Motor being biult....


----------



## Eric Animal (Oct 28, 2007)

More pics of the engine build..... I will continue later...gotta go pick up some parts, and 100 octane gas for tomorrows fire up!!!arty:


----------



## Rukee (Feb 8, 2007)

Eric love your build, are those frost plugs your pointing at tapped?


----------



## Eric Animal (Oct 28, 2007)

Yes, they are tapped, and O ringed.....


----------



## Eric Animal (Oct 28, 2007)

MODS, Thanks for making this a "sticky"...I will continue the saga, with photos during the coming week! Eric


----------



## Eric Animal (Oct 28, 2007)

Meanwhile, back at the body shop........custom, and factory seams were welded, ground, and filled.
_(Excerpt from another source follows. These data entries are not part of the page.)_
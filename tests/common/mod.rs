#![allow(dead_code)]

pub mod z80sim;
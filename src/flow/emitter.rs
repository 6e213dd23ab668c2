// SPDX-License-Identifier: GPL-3.0-or-later
// Copyright (C) 2026 Erik van der Tier

//! Branch emission shared by the control and loop compilers.

use crate::core::codestream::CodeStream;
use crate::core::cpu::EncodeError;
use crate::core::encoder::{BranchEncoder, Condition, OPERAND_WIDTH};
use crate::core::error::FlowErrorKind;
use crate::core::patch_stack::ForwardRef;

/// Borrowed view of a code stream together with the encoder for its target.
pub struct Emitter<'a> {
    code: &'a mut CodeStream,
    encoder: &'a dyn BranchEncoder,
}

impl<'a> Emitter<'a> {
    pub fn new(code: &'a mut CodeStream, encoder: &'a dyn BranchEncoder) -> Self {
        Self { code, encoder }
    }

    /// Address of the next emitted byte; fails once the address space is full.
    pub fn here(&self) -> Result<u16, FlowErrorKind> {
        self.code.next_address()
    }

    /// Emit `branch-if-cond over the next instruction` followed by an
    /// unconditional branch with a reserved operand.
    ///
    /// When `cond` holds control skips the unconditional branch; otherwise it
    /// lands on it and goes wherever the reserved operand is later patched.
    pub fn skip_pair(&mut self, cond: Condition) -> Result<ForwardRef, FlowErrorKind> {
        let at = self.here()?;
        let cond_len = self.encoder.conditional_len(cond)?;
        let target = u32::from(at) + u32::from(cond_len) + u32::from(self.encoder.branch_len());
        let target = u16::try_from(target)
            .map_err(|_| FlowErrorKind::AddressOverflow { address: target })?;
        let bytes = self.encoder.conditional_branch(cond, at, target)?;
        if bytes.len() != usize::from(cond_len) {
            return Err(EncodeError::new(format!(
                "conditional branch on '{cond}' encoded as {} bytes, expected {cond_len}",
                bytes.len()
            ))
            .into());
        }
        self.code.emit(&bytes)?;
        self.forward_branch()
    }

    /// Emit an unconditional branch whose operand is reserved for a later patch.
    pub fn forward_branch(&mut self) -> Result<ForwardRef, FlowErrorKind> {
        let branch = self.here()?;
        let bytes = self.encoder.unconditional_branch(0);
        let offset = usize::from(self.encoder.branch_operand_offset());
        let end = offset + usize::from(OPERAND_WIDTH);
        let (head, tail) = match (bytes.get(..offset), bytes.get(end..)) {
            (Some(head), Some(tail)) => (head, tail),
            _ => {
                return Err(EncodeError::new(format!(
                    "branch encoding of {} bytes has no operand at offset {offset}",
                    bytes.len()
                ))
                .into())
            }
        };
        self.code.emit(head)?;
        let operand = self.code.reserve_operand()?;
        self.code.emit(tail)?;
        Ok(ForwardRef { branch, operand })
    }

    /// Emit an unconditional branch to a known address.
    pub fn branch_to(&mut self, target: u16) -> Result<u16, FlowErrorKind> {
        let bytes = self.encoder.unconditional_branch(target);
        self.code.emit(&bytes)
    }

    /// Emit the target's decrement-and-branch-if-nonzero back to `anchor`.
    pub fn counted_branch(&mut self, anchor: u16) -> Result<u16, FlowErrorKind> {
        let bytes = self.encoder.counted_branch(self.here()?, anchor)?;
        self.code.emit(&bytes)
    }

    /// Patch a forward reference to `target`.
    pub fn resolve(&mut self, fwd: ForwardRef, target: u16) -> Result<(), FlowErrorKind> {
        self.code.patch_operand(fwd.operand, target)
    }
}
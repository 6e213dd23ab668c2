// SPDX-License-Identifier: GPL-3.0-or-later
// Copyright (C) 2026 Erik van der Tier

//! MOS 6502 family (6502, 65C02).

mod encoder;

pub use encoder::M6502Encoder;

use crate::core::cpu::{CpuFamily, CpuType};

pub const FAMILY_ID: CpuFamily = CpuFamily::new("mos6502");
pub const CPU_6502: CpuType = CpuType::new("6502");
pub const CPU_65C02: CpuType = CpuType::new("65c02");
// SPDX-License-Identifier: GPL-3.0-or-later
// Copyright (C) 2026 Erik van der Tier

//! 6809 branch encoder. Operands are big-endian.

use crate::core::cpu::{CpuFamily, CpuType, EncodeError};
use crate::core::encoder::{relative_displacement, BranchEncoder, ByteOrder, Condition};

use super::{CPU_ID, FAMILY_ID};

const OP_JMP_EXT: u8 = 0x7E;
const OP_DECB: u8 = 0x5A;
const OP_BNE: u8 = 0x26;

fn branch_opcode(cond: Condition) -> Option<u8> {
    match cond {
        Condition::NoCarry => Some(0x24),
        Condition::Carry => Some(0x25),
        Condition::NotZero => Some(0x26),
        Condition::Zero => Some(0x27),
        Condition::NoOverflow => Some(0x28),
        Condition::Overflow => Some(0x29),
        Condition::Plus => Some(0x2A),
        Condition::Minus => Some(0x2B),
        Condition::ParityEven | Condition::ParityOdd => None,
    }
}

/// Branch encoder for the Motorola 6809.
#[derive(Debug, Clone, Copy, Default)]
pub struct M6809Encoder;

impl BranchEncoder for M6809Encoder {
    fn cpu_id(&self) -> CpuType {
        CPU_ID
    }

    fn family_id(&self) -> CpuFamily {
        FAMILY_ID
    }

    fn byte_order(&self) -> ByteOrder {
        ByteOrder::Big
    }

    fn conditional_len(&self, cond: Condition) -> Result<u16, EncodeError> {
        branch_opcode(cond)
            .map(|_| 2)
            .ok_or_else(|| EncodeError::unsupported_condition(CPU_ID, cond))
    }

    fn conditional_branch(
        &self,
        cond: Condition,
        at: u16,
        target: u16,
    ) -> Result<Vec<u8>, EncodeError> {
        let opcode = branch_opcode(cond)
            .ok_or_else(|| EncodeError::unsupported_condition(CPU_ID, cond))?;
        let disp = relative_displacement("Bcc", at, 2, target)?;
        Ok(vec![opcode, disp])
    }

    fn branch_len(&self) -> u16 {
        3
    }

    fn branch_operand_offset(&self) -> u16 {
        1
    }

    fn unconditional_branch(&self, target: u16) -> Vec<u8> {
        let [hi, lo] = target.to_be_bytes();
        vec![OP_JMP_EXT, hi, lo]
    }

    fn counted_branch(&self, at: u16, anchor: u16) -> Result<Vec<u8>, EncodeError> {
        let disp = relative_displacement("BNE", at.wrapping_add(1), 2, anchor)?;
        Ok(vec![OP_DECB, OP_BNE, disp])
    }
}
The body smoothed and primed.....


----------



## Eric Animal (Oct 28, 2007)

And sanded, and primered somemore.....


----------



## Eric Animal (Oct 28, 2007)

I forgot...the body was sent out to be LINE-X coated underneath...then mated to the chassis, BEFORE the final sanding!


----------



## Eric Animal (Oct 28, 2007)

Anyway...the body went back onto the chassis, and got ready for paint...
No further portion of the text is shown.